Son fils témoigne que lors de la rédaction du Mishné Torah, le Rambam n'est pratiquement pas sorti de son bureau pendant 10 ANS !

Voir encore ce que j'ai écrit ici:

http://techouvot.com/professions-vt14074.html

(message du 17 novembre 2011 à 21h14)(ou 22h14 selon les affichages)


Tout ceci pour dire que s'il y a eu énormément de rabanim qui travaillaient (et certains étaient riches, voir ce que j'ai écrit ici:

http://techouvot.com/choix_difficile_parnassa_et_limoud-vt18524.html )


il est rarissime qu'ils aient amassé une fortune matérielle parallèlement à une fortune spirituelle.

On ne peut donc pas dire qu'il soit "tout à fait possible" et à la portée de (presque) tous de travailler en faisant fortune et en devenant talmid 'hakham, surtout de nos jours en France où le moindre diplôme nécessite d'apprendre des tas de choses pour la culture générale.


Citation:
Il en existe pas mal aux USA, par exemple, capables d'être à la tête de business florissants tout en enrichissant le Beth haMidrash de leurs 'hidoushim.
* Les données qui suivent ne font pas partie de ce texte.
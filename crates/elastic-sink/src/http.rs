//! HTTP transport for the elastic bulk API.

use std::time::Duration;

use async_trait::async_trait;

use crate::sender::{BulkTransport, TransportError};

const REQUEST_TIMEOUT: Duration = Duration::from_secs(30);

/// Posts `_bulk` bodies to an Elasticsearch endpoint.
pub struct HttpBulkTransport {
    client: reqwest::Client,
    bulk_url: String,
}

impl HttpBulkTransport {
    pub fn new(endpoint: &str, index: &str) -> Result<Self, TransportError> {
        let client = reqwest::Client::builder()
            .timeout(REQUEST_TIMEOUT)
            .build()
            .map_err(|e| TransportError(e.to_string()))?;
        let bulk_url = format!("{}/{}/_bulk", endpoint.trim_end_matches('/'), index);
        Ok(Self { client, bulk_url })
    }
}

#[async_trait]
impl BulkTransport for HttpBulkTransport {
    async fn execute(&self, body: Vec<u8>) -> Result<u16, TransportError> {
        let response = self
            .client
            .post(&self.bulk_url)
            .header(reqwest::header::CONTENT_TYPE, "application/x-ndjson")
            .body(body)
            .send()
            .await
            .map_err(|e| TransportError(e.to_string()))?;
        Ok(response.status().as_u16())
    }
}
//! Sink lifecycle state machine.
//!
//! Exactly one writer (the consumer loop) advances the state; external
//! controllers (health checks, shutdown hooks) observe it through a watch
//! channel or request transitions (`stop`, `suspend`, `resume`). Waiting is
//! cooperative: observers await watch notifications, never spin.

use std::sync::Mutex;

use tokio::sync::watch;
use tracing::info;

/// Lifecycle state of a sink consumer.
#[derive(Debug, Clone, Copy, PartialEq, Eq)]
pub enum SinkStatus {
    Initializing,
    Running,
    Suspended,
    StoppingFromInit,
    StoppingFromRunning,
    StoppingFromSuspend,
    Stopped,
    BackendFailed,
}

impl SinkStatus {
    /// A stop has been requested but the loop has not yet exited.
    pub fn is_stopping(self) -> bool {
        matches!(
            self,
            SinkStatus::StoppingFromInit
                | SinkStatus::StoppingFromRunning
                | SinkStatus::StoppingFromSuspend
        )
    }

    /// The loop has exited and will not restart.
    pub fn is_terminal(self) -> bool {
        matches!(self, SinkStatus::Stopped | SinkStatus::BackendFailed)
    }
}

/// Guarded state plus a watch channel for observers.
#[derive(Debug)]
pub struct StatusFsm {
    state: Mutex<SinkStatus>,
    watch_tx: watch::Sender<SinkStatus>,
}

impl Default for StatusFsm {
    fn default() -> Self {
        Self::new()
    }
}

impl StatusFsm {
    pub fn new() -> Self {
        let (watch_tx, _) = watch::channel(SinkStatus::Initializing);
        Self {
            state: Mutex::new(SinkStatus::Initializing),
            watch_tx,
        }
    }

    /// Current state.
    pub fn current(&self) -> SinkStatus {
        match self.state.lock() {
            Ok(state) => *state,
            // A poisoned lock means a writer panicked mid-transition; the
            // stored value is still a valid enum.
            Err(poisoned) => *poisoned.into_inner(),
        }
    }

    /// Guarded compare-and-set style transition. Returns the state after
    /// the call.
    fn transition(&self, apply: impl FnOnce(SinkStatus) -> Option<SinkStatus>) -> SinkStatus {
        let mut state = match self.state.lock() {
            Ok(state) => state,
            Err(poisoned) => poisoned.into_inner(),
        };
        if let Some(next) = apply(*state) {
            info!(from = ?*state, to = ?next, "sink status transition");
            *state = next;
            self.watch_tx.send_replace(next);
        }
        *state
    }

    /// Subscription established; the loop is live.
    pub fn mark_init_completed(&self) {
        self.transition(|state| match state {
            SinkStatus::Initializing => Some(SinkStatus::Running),
            _ => None,
        });
    }

    /// Request a pause without dropping the consumer.
    pub fn suspend(&self) {
        self.transition(|state| match state {
            SinkStatus::Running => Some(SinkStatus::Suspended),
            _ => None,
        });
    }

    /// Resume a suspended consumer.
    pub fn resume(&self) {
        self.transition(|state| match state {
            SinkStatus::Suspended => Some(SinkStatus::Running),
            _ => None,
        });
    }

    /// Request a stop. The loop observes the request, finishes the current
    /// cycle and exits.
    pub fn stop(&self) {
        self.transition(|state| match state {
            SinkStatus::Initializing => Some(SinkStatus::StoppingFromInit),
            SinkStatus::Running => Some(SinkStatus::StoppingFromRunning),
            SinkStatus::Suspended => Some(SinkStatus::StoppingFromSuspend),
            _ => None,
        });
    }

    /// Fatal backend failure; requires operator intervention or restart.
    pub fn mark_backend_failed(&self) {
        self.transition(|state| match state {
            SinkStatus::Stopped | SinkStatus::BackendFailed => None,
            _ => Some(SinkStatus::BackendFailed),
        });
    }

    /// The loop has exited after a stop request.
    pub fn mark_stopped(&self) {
        self.transition(|state| {
            if state.is_stopping() {
                Some(SinkStatus::Stopped)
            } else {
                None
            }
        });
    }

    /// The loop should keep polling and processing.
    pub fn is_running(&self) -> bool {
        self.current() == SinkStatus::Running
    }

    /// The loop has not been asked to exit.
    pub fn is_active(&self) -> bool {
        matches!(
            self.current(),
            SinkStatus::Initializing | SinkStatus::Running | SinkStatus::Suspended
        )
    }

    /// Watch the state; the receiver sees every transition.
    pub fn subscribe(&self) -> watch::Receiver<SinkStatus> {
        self.watch_tx.subscribe()
    }

    /// Cooperatively wait until the sink is running, stopping or failed.
    /// Blocks only while suspended or still initializing.
    pub async fn wait_until_running_or_stopping(&self) {
        let mut rx = self.subscribe();
        loop {
            let state = *rx.borrow_and_update();
            let wanted = state == SinkStatus::Running || state.is_stopping() || state.is_terminal();
            if wanted {
                return;
            }
            if rx.changed().await.is_err() {
                return;
            }
        }
    }
}

#[cfg(test)]
mod tests {
    use super::*;
    use std::sync::Arc;

    #[test]
    fn init_then_run_then_stop() {
        let fsm = StatusFsm::new();
        assert_eq!(fsm.current(), SinkStatus::Initializing);
        assert!(fsm.is_active());

        fsm.mark_init_completed();
        assert!(fsm.is_running());

        fsm.stop();
        assert_eq!(fsm.current(), SinkStatus::StoppingFromRunning);
        assert!(!fsm.is_active());

        fsm.mark_stopped();
        assert_eq!(fsm.current(), SinkStatus::Stopped);
    }

    #[test]
    fn stop_records_the_state_it_came_from() {
        let from_init = StatusFsm::new();
        from_init.stop();
        assert_eq!(from_init.current(), SinkStatus::StoppingFromInit);

        let from_suspend = StatusFsm::new();
        from_suspend.mark_init_completed();
        from_suspend.suspend();
        from_suspend.stop();
        assert_eq!(from_suspend.current(), SinkStatus::StoppingFromSuspend);
    }

    #[test]
    fn suspend_and_resume() {
        let fsm = StatusFsm::new();
        fsm.mark_init_completed();
        fsm.suspend();
        assert_eq!(fsm.current(), SinkStatus::Suspended);
        assert!(fsm.is_active());
        assert!(!fsm.is_running());

        fsm.resume();
        assert!(fsm.is_running());
    }

    #[test]
    fn backend_failure_is_sticky() {
        let fsm = StatusFsm::new();
        fsm.mark_init_completed();
        fsm.mark_backend_failed();
        assert_eq!(fsm.current(), SinkStatus::BackendFailed);

        // A later stop request or stop confirmation must not mask the failure.
        fsm.stop();
        fsm.mark_stopped();
        assert_eq!(fsm.current(), SinkStatus::BackendFailed);
    }

    #[test]
    fn invalid_transitions_are_ignored() {
        let fsm = StatusFsm::new();
        fsm.resume();
        assert_eq!(fsm.current(), SinkStatus::Initializing);
        fsm.suspend();
        assert_eq!(fsm.current(), SinkStatus::Initializing);
        fsm.mark_stopped();
        assert_eq!(fsm.current(), SinkStatus::Initializing);
    }

    #[tokio::test]
    async fn observers_see_transitions_through_the_watch_channel() {
        let fsm = Arc::new(StatusFsm::new());
        let mut rx = fsm.subscribe();

        let observer = {
            let rx_fsm = Arc::clone(&fsm);
            tokio::spawn(async move {
                rx_fsm.wait_until_running_or_stopping().await;
                rx_fsm.current()
            })
        };

        fsm.mark_init_completed();
        assert_eq!(observer.await.unwrap(), SinkStatus::Running);

        fsm.stop();
        rx.changed().await.unwrap();
        assert_eq!(*rx.borrow(), SinkStatus::StoppingFromRunning);
    }
}
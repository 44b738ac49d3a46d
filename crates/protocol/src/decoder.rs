//! Wire decoder.
//!
//! [`Decoder`] is a checked cursor over an encoded byte slice. Every value
//! kind supports both `read` and `skip`; `skip` advances the cursor by
//! exactly the encoded size without materializing the value, which is what
//! makes selective container decoding cheap.

use std::collections::HashSet;

use uuid::Uuid;

use crate::error::{DecodeError, Result};
use crate::value::{tag, Container, ScalarArray, Value};

/// Checked cursor over encoded bytes.
#[derive(Debug)]
pub struct Decoder<'a> {
    buf: &'a [u8],
    pos: usize,
}

impl<'a> Decoder<'a> {
    pub fn new(buf: &'a [u8]) -> Self {
        Self { buf, pos: 0 }
    }

    /// Current cursor position in bytes.
    pub fn position(&self) -> usize {
        self.pos
    }

    /// Bytes left to decode.
    pub fn remaining(&self) -> usize {
        self.buf.len() - self.pos
    }

    fn take(&mut self, n: usize) -> Result<&'a [u8]> {
        if self.remaining() < n {
            return Err(DecodeError::UnexpectedEof {
                position: self.pos,
                needed: n - self.remaining(),
            });
        }
        let slice = &self.buf[self.pos..self.pos + n];
        self.pos += n;
        Ok(slice)
    }

    pub fn read_u8(&mut self) -> Result<u8> {
        Ok(self.take(1)?[0])
    }

    pub fn read_i8(&mut self) -> Result<i8> {
        Ok(self.take(1)?[0] as i8)
    }

    pub fn read_i16(&mut self) -> Result<i16> {
        let bytes = self.take(2)?;
        Ok(i16::from_be_bytes([bytes[0], bytes[1]]))
    }

    pub fn read_i32(&mut self) -> Result<i32> {
        let bytes = self.take(4)?;
        Ok(i32::from_be_bytes([bytes[0], bytes[1], bytes[2], bytes[3]]))
    }

    pub fn read_i64(&mut self) -> Result<i64> {
        let bytes = self.take(8)?;
        let mut raw = [0u8; 8];
        raw.copy_from_slice(bytes);
        Ok(i64::from_be_bytes(raw))
    }

    pub fn read_f32(&mut self) -> Result<f32> {
        Ok(f32::from_bits(self.read_i32()? as u32))
    }

    pub fn read_f64(&mut self) -> Result<f64> {
        Ok(f64::from_bits(self.read_i64()? as u64))
    }

    pub fn read_flag(&mut self) -> Result<bool> {
        Ok(self.read_u8()? != 0)
    }

    pub fn read_uuid(&mut self) -> Result<Uuid> {
        let bytes = self.take(16)?;
        let mut raw = [0u8; 16];
        raw.copy_from_slice(bytes);
        Ok(Uuid::from_bytes(raw))
    }

    /// 4-byte count prefix; negative counts are malformed.
    pub fn read_length(&mut self) -> Result<usize> {
        let position = self.pos;
        let length = self.read_i32()?;
        if length < 0 {
            return Err(DecodeError::InvalidLength { position, length });
        }
        Ok(length as usize)
    }

    pub fn read_string(&mut self) -> Result<String> {
        let length = self.read_length()?;
        let position = self.pos;
        let bytes = self.take(length)?;
        String::from_utf8(bytes.to_vec())
            .map_err(|_| DecodeError::InvalidUtf8 { position })
    }

    pub fn read_blob(&mut self) -> Result<Vec<u8>> {
        let length = self.read_length()?;
        Ok(self.take(length)?.to_vec())
    }

    /// Skip a length-prefixed string or blob without decoding it.
    pub fn skip_string(&mut self) -> Result<usize> {
        let start = self.pos;
        let length = self.read_length()?;
        self.take(length)?;
        Ok(self.pos - start)
    }

    /// Read a tagged value: 1-byte type tag plus type-specific body.
    pub fn read_value(&mut self) -> Result<Value> {
        let type_tag = self.read_u8()?;
        self.read_value_body(type_tag)
    }

    /// Skip a tagged value, returning the number of bytes consumed.
    ///
    /// Consumes exactly as many bytes as [`Decoder::read_value`] would.
    pub fn skip_value(&mut self) -> Result<usize> {
        let start = self.pos;
        let type_tag = self.read_u8()?;
        self.skip_value_body(type_tag)?;
        Ok(self.pos - start)
    }

    fn read_value_body(&mut self, type_tag: u8) -> Result<Value> {
        if type_tag & tag::VECTOR != 0 {
            return self.read_array_body(type_tag & !tag::VECTOR);
        }
        match type_tag {
            tag::FLAG => Ok(Value::Flag(self.read_flag()?)),
            tag::BYTE => Ok(Value::Byte(self.read_i8()?)),
            tag::SHORT => Ok(Value::Short(self.read_i16()?)),
            tag::INTEGER => Ok(Value::Integer(self.read_i32()?)),
            tag::LONG => Ok(Value::Long(self.read_i64()?)),
            tag::FLOAT => Ok(Value::Float(self.read_f32()?)),
            tag::DOUBLE => Ok(Value::Double(self.read_f64()?)),
            tag::STRING => Ok(Value::String(self.read_string()?)),
            tag::UUID => Ok(Value::Uuid(self.read_uuid()?)),
            tag::BLOB => Ok(Value::Blob(self.read_blob()?)),
            tag::NULL => Ok(Value::Null),
            tag::CONTAINER => Ok(Value::Container(
                ContainerReader::read_all_tags().read(self)?,
            )),
            _ => Err(DecodeError::UnknownTag {
                position: self.pos - 1,
                tag: type_tag,
            }),
        }
    }

    fn read_array_body(&mut self, element_tag: u8) -> Result<Value> {
        let count = self.read_length()?;
        if element_tag == tag::CONTAINER {
            let reader = ContainerReader::read_all_tags();
            let mut containers = Vec::with_capacity(count);
            for _ in 0..count {
                containers.push(reader.read(self)?);
            }
            return Ok(Value::ContainerArray(containers));
        }
        let array = match element_tag {
            tag::FLAG => ScalarArray::Flag(self.read_elements(count, Self::read_flag)?),
            tag::BYTE => ScalarArray::Byte(self.read_elements(count, Self::read_i8)?),
            tag::SHORT => ScalarArray::Short(self.read_elements(count, Self::read_i16)?),
            tag::INTEGER => ScalarArray::Integer(self.read_elements(count, Self::read_i32)?),
            tag::LONG => ScalarArray::Long(self.read_elements(count, Self::read_i64)?),
            tag::FLOAT => ScalarArray::Float(self.read_elements(count, Self::read_f32)?),
            tag::DOUBLE => ScalarArray::Double(self.read_elements(count, Self::read_f64)?),
            tag::STRING => ScalarArray::String(self.read_elements(count, Self::read_string)?),
            tag::UUID => ScalarArray::Uuid(self.read_elements(count, Self::read_uuid)?),
            tag::BLOB => ScalarArray::Blob(self.read_elements(count, Self::read_blob)?),
            tag::NULL => ScalarArray::Null(count as u32),
            _ => {
                return Err(DecodeError::UnknownTag {
                    position: self.pos - 5,
                    tag: tag::VECTOR | element_tag,
                })
            }
        };
        Ok(Value::Array(array))
    }

    fn read_elements<T>(
        &mut self,
        count: usize,
        read: impl Fn(&mut Self) -> Result<T>,
    ) -> Result<Vec<T>> {
        let mut elements = Vec::with_capacity(count.min(4096));
        for _ in 0..count {
            elements.push(read(self)?);
        }
        Ok(elements)
    }

    fn skip_value_body(&mut self, type_tag: u8) -> Result<()> {
        if type_tag & tag::VECTOR != 0 {
            return self.skip_array_body(type_tag & !tag::VECTOR);
        }
        match type_tag {
            tag::NULL => Ok(()),
            tag::STRING | tag::BLOB => self.skip_string().map(|_| ()),
            tag::CONTAINER => ContainerReader::read_all_tags().skip(self).map(|_| ()),
            _ => match scalar_width(type_tag) {
                Some(width) => self.take(width).map(|_| ()),
                None => Err(DecodeError::UnknownTag {
                    position: self.pos - 1,
                    tag: type_tag,
                }),
            },
        }
    }

    fn skip_array_body(&mut self, element_tag: u8) -> Result<()> {
        let count = self.read_length()?;
        match element_tag {
            tag::NULL => Ok(()),
            tag::STRING | tag::BLOB => {
                for _ in 0..count {
                    self.skip_string()?;
                }
                Ok(())
            }
            tag::CONTAINER => {
                let reader = ContainerReader::read_all_tags();
                for _ in 0..count {
                    reader.skip(self)?;
                }
                Ok(())
            }
            _ => match scalar_width(element_tag) {
                Some(width) => self.take(count * width).map(|_| ()),
                None => Err(DecodeError::UnknownTag {
                    position: self.pos - 5,
                    tag: tag::VECTOR | element_tag,
                }),
            },
        }
    }
}

/// Fixed body width for fixed-width scalar kinds.
fn scalar_width(type_tag: u8) -> Option<usize> {
    match type_tag {
        tag::FLAG | tag::BYTE => Some(1),
        tag::SHORT => Some(2),
        tag::INTEGER | tag::FLOAT => Some(4),
        tag::LONG | tag::DOUBLE => Some(8),
        tag::UUID => Some(16),
        _ => None,
    }
}

/// Container reader with optional selective-tag materialization.
///
/// In selective mode only tags whose name is in the configured set are
/// decoded into the resulting [`Container`]; all other tags are skipped
/// without allocation, whatever their content.
#[derive(Debug, Clone, Default)]
pub struct ContainerReader {
    tags: Option<HashSet<String>>,
}

impl ContainerReader {
    /// Materialize every tag.
    pub fn read_all_tags() -> Self {
        Self { tags: None }
    }

    /// Materialize only tags named in `tags`.
    pub fn read_tags(tags: HashSet<String>) -> Self {
        Self { tags: Some(tags) }
    }

    fn wants(&self, name: &str) -> bool {
        match &self.tags {
            Some(tags) => tags.contains(name),
            None => true,
        }
    }

    /// Read a container body: 4-byte tag count, then (name, value) pairs.
    pub fn read(&self, decoder: &mut Decoder<'_>) -> Result<Container> {
        let count = decoder.read_length()?;
        let mut container = Container::new();
        for _ in 0..count {
            let name = decoder.read_string()?;
            if self.wants(&name) {
                let value = decoder.read_value()?;
                container.insert(name, value);
            } else {
                decoder.skip_value()?;
            }
        }
        Ok(container)
    }

    /// Skip a container body, returning the number of bytes consumed.
    pub fn skip(&self, decoder: &mut Decoder<'_>) -> Result<usize> {
        let start = decoder.position();
        let count = decoder.read_length()?;
        for _ in 0..count {
            decoder.skip_string()?;
            decoder.skip_value()?;
        }
        Ok(decoder.position() - start)
    }
}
Disons qu'aux USA c'est déjà plus "facile".
Il s'agît de personnes qui ont une formation yeshivique classique et les diplômes sont réalisables dans le cadre de la halakha et en relativement peu de temps (pas de culture générale, uniquement ce qui est nécessaire).
Il est donc possible à des avrekhim de faire leurs études en peu de temps et de pouvoir travailler et bien gagner.

J'ai plusieurs amis qui étaient au Kollel avec moi à Lakewood qui ont emprunté ce chemin, sans avoir ni diplômes, ni bac, ils ont pu passer dans le "monde du travail" avec seulement quelques mois de cours intensifs en vue d'obtention d'un diplôme et s'en sortent très bien matériellement.

Mais même là, ça ne donne généralement que de "bons juifs", qui enrichissent le beth hamidrash avec leurs 'hidoushim.
Mais ça ne donne pas des spécialistes, ni des talmidei 'hakhamim d'envergure.
Maverick
Messages: 32
À Rav Wattenberg.

J'arrive mieux à saisir ce que vous signifiez par chercheurs en Torah. Il subsiste cependant quelques zones d'ombre.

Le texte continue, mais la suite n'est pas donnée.